As also shown in FIG. 1, the separation of well fluids and recovery of the pumping fluid is accomplished by fluid control system 80 located generally adjacent to wellhead 12. The fluid control system 80 is configured to enable recirculation of the fluids returned from the wellbore 10 until a desired return of wellbore fluids is achieved, and thereafter either or both of the introduced gas, as well as the recovered wellbore fluids may be recovered from the well and distributed from the system.

Thus, fluid control system 80 includes a high pressure system 82, which supplies fluid under pressure to the jet pump 26, a return system 84, which receives fluid returning from the wellbore through return outlet 68 and selectively separated, where necessary and proper, and start up system 86 which is used, in conjunction with high pressure system 82, to initiate pumping from the wellbore 10.

Referring still to FIG. 1, high pressure system 82 generally includes multiphase pump 88, a fluid inlet 90, through which a relatively low pressure stream of a mixture of gas and liquid is conveyed into the low pressure, or entry, side of multiphase pump 88, and a high pressure outlet line 94 extending from multiphase pump high pressure outlet to the end of hollow tube 24 extending upwardly through the wellhead 12. Multiphase pump 88 is capable of receiving a mixture of a liquid and a gas, and simultaneously pressurizing them, such that the fluid pressure in the exit of the pump may be sufficiently high to dissolve the gas into the liquid.

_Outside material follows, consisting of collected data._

//! Mock capture device for testing without hardware.

use std::sync::atomic::{AtomicBool, AtomicUsize, Ordering};
use std::sync::Arc;

use parking_lot::Mutex;

use crate::device::{CaptureDevice, DataCallback};
use crate::CaptureError;

/// A capture device driven by the test instead of real hardware.
///
/// This allows exercising the full registry/fan-out/lifecycle machinery
/// without a microphone, making it suitable for CI environments.
///
/// Construction returns the device together with a [`MockHandle`]; the
/// device is handed to the multiplexer while the handle stays with the test
/// to push buffers and inspect start/stop activity.
///
/// # Example
///
/// ```
/// use mic_fanout::device::MockCaptureDevice;
/// use mic_fanout::CaptureDevice;
///
/// let (mut device, handle) = MockCaptureDevice::new();
/// device.start(Box::new(|buf| assert_eq!(buf, &[0, 1, 2]))).unwrap();
///
/// handle.push(&[0, 1, 2]);
/// assert_eq!(handle.start_count(), 1);
/// ```
pub struct MockCaptureDevice {
    state: Arc<MockState>,
}

/// Test-side handle to a [`MockCaptureDevice`].
#[derive(Clone)]
pub struct MockHandle {
    state: Arc<MockState>,
}

struct MockState {
    fail_start: bool,
    capturing: AtomicBool,
    starts: AtomicUsize,
    stops: AtomicUsize,
    callback: Mutex<Option<DataCallback>>,
}

impl MockCaptureDevice {
    /// Creates a working mock device and its handle.
    pub fn new() -> (Self, MockHandle) {
        Self::with_fail_start(false)
    }

    /// Creates a mock device whose `start` always fails with
    /// `DeviceUnavailable`.
    pub fn unavailable() -> (Self, MockHandle) {
        Self::with_fail_start(true)
    }

    fn with_fail_start(fail_start: bool) -> (Self, MockHandle) {
        let state = Arc::new(MockState {
            fail_start,
            capturing: AtomicBool::new(false),
            starts: AtomicUsize::new(0),
            stops: AtomicUsize::new(0),
            callback: Mutex::new(None),
        });
        (
            Self {
                state: Arc::clone(&state),
            },
            MockHandle { state },
        )
    }
}

impl CaptureDevice for MockCaptureDevice {
    fn start(&mut self, on_data: DataCallback) -> Result<(), CaptureError> {
        if self.state.capturing.load(Ordering::SeqCst) {
            return Err(CaptureError::AlreadyCapturing);
        }
        self.state.starts.fetch_add(1, Ordering::SeqCst);

        if self.state.fail_start {
            return Err(CaptureError::unavailable(
                "mock device configured as unavailable",
            ));
        }

        *self.state.callback.lock() = Some(on_data);
        self.state.capturing.store(true, Ordering::SeqCst);
        Ok(())
    }

    // Only flips flags: must stay safe to call re-entrantly from inside the
    // data callback (the fan-out eviction path does exactly that).
    fn stop(&mut self) {
        if self.state.capturing.swap(false, Ordering::SeqCst) {
            self.state.stops.fetch_add(1, Ordering::SeqCst);
        }
    }

    fn is_capturing(&self) -> bool {
        self.state.capturing.load(Ordering::SeqCst)
    }
}

impl MockHandle {
    /// Delivers one captured buffer through the registered callback, as the
    /// read loop would. Ignored while the device is not capturing.
    pub fn push(&self, buf: &[u8]) {
        if !self.state.capturing.load(Ordering::SeqCst) {
            return;
        }

        // Take the callback out so it is not invoked while holding the
        // slot lock; the callback may call back into the device.
        let taken = self.state.callback.lock().take();
        if let Some(mut on_data) = taken {
            on_data(buf);
            let mut slot = self.state.callback.lock();
            if slot.is_none() {
                *slot = Some(on_data);
            }
        }
    }

    /// Returns whether the device believes it is capturing.
    pub fn is_capturing(&self) -> bool {
        self.state.capturing.load(Ordering::SeqCst)
    }

    /// Number of `start` calls observed (including failed ones).
    pub fn start_count(&self) -> usize {
        self.state.starts.load(Ordering::SeqCst)
    }

    /// Number of `stop` calls observed while capturing.
    pub fn stop_count(&self) -> usize {
        self.state.stops.load(Ordering::SeqCst)
    }
}

#[cfg(test)]
mod tests {
    use super::*;

    #[test]
    fn test_start_stop_transitions() {
        let (mut device, handle) = MockCaptureDevice::new();
        assert!(!device.is_capturing());

        device.start(Box::new(|_| {})).unwrap();
        assert!(device.is_capturing());
        assert!(handle.is_capturing());

        device.stop();
        assert!(!device.is_capturing());
        assert_eq!(handle.start_count(), 1);
        assert_eq!(handle.stop_count(), 1);
    }

    #[test]
    fn test_start_while_capturing_fails() {
        let (mut device, _handle) = MockCaptureDevice::new();
        device.start(Box::new(|_| {})).unwrap();

        let err = device.start(Box::new(|_| {})).unwrap_err();
        assert!(matches!(err, CaptureError::AlreadyCapturing));
    }

    #[test]
    fn test_stop_is_idempotent() {
        let (mut device, handle) = MockCaptureDevice::new();
        device.start(Box::new(|_| {})).unwrap();

        device.stop();
        device.stop();
        assert_eq!(handle.stop_count(), 1);
    }

    #[test]
    fn test_push_delivers_buffer() {
        let (mut device, handle) = MockCaptureDevice::new();

        let seen = Arc::new(Mutex::new(Vec::new()));
        let sink = Arc::clone(&seen);
        device
            .start(Box::new(move |buf| sink.lock().push(buf.to_vec())))
            .unwrap();

        handle.push(&[0, 1, 2]);
        handle.push(&[3, 4]);

        assert_eq!(*seen.lock(), vec![vec![0, 1, 2], vec![3, 4]]);
    }

    #[test]
    fn test_push_after_stop_is_dropped() {
        let (mut device, handle) = MockCaptureDevice::new();

        let count = Arc::new(AtomicUsize::new(0));
        let counter = Arc::clone(&count);
        device
            .start(Box::new(move |_| {
                counter.fetch_add(1, Ordering::SeqCst);
            }))
            .unwrap();

        handle.push(&[1]);
        device.stop();
        handle.push(&[2]);

        assert_eq!(count.load(Ordering::SeqCst), 1);
    }

    #[test]
    fn test_unavailable_device_fails_start() {
        let (mut device, handle) = MockCaptureDevice::unavailable();

        let err = device.start(Box::new(|_| {})).unwrap_err();
        assert!(matches!(err, CaptureError::DeviceUnavailable { .. }));
        assert!(!device.is_capturing());
        assert_eq!(handle.start_count(), 1);
    }
}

After the high pressure fluid is passed through the hollow tube 24, jet pump 26 and then upwardly in the annulus 66 between the casing 20 and the hollow tube 24, it exits the return outlet 68 and enters return system 84. Return system 84 provides separation of well fluids from the high pressure pumping fluid, as well as valving and control circuitry to determine the proper routing of the fluids returning from the well. As shown in FIG. 1, a separator 96 is fed returning fluid through return conduit 98, which is selectively opened, closed or throttled by return valve 101 located in fluid communication with return outlet 68. Separator 96 separates gas in the returning fluid from liquids, such that gas is supplied therefrom to return gas line 100, and fluid is supplied therefrom to return liquid line 102. Return gas line 100 extends from separator 96 to a tee or junction 104, having a recycle gas line 106, and a production gas outlet 108 extending therefrom. Gas entering production gas outlet 108 may be fed to a gas flowline 110, or throttled or prevented from entering gas flowline 110, by gas outlet valve 112. Gas entering gas recycle line 106 will return to a pump low pressure inlet line 111 ported to the low pressure inlet 92 of the multiphase pump 88 through fluid inlet 90, unless throttled or restricted therefrom by gas recycle line valve 114. Thus, to divert gas for production from the well, gas recycle line valve 114 is closed and gas outlet valve 112 is opened. Contrary settings of these valves will divert the gas recovered from separator 96 to multiphase pump inlet line 90, for re-injection into the well. Furthermore, it is contemplated that intermediate valve settings may be used, such that some gas is recovered through flowline 110, while some is returned to the inlet line 90 of multiphase pump for re-injection into the well.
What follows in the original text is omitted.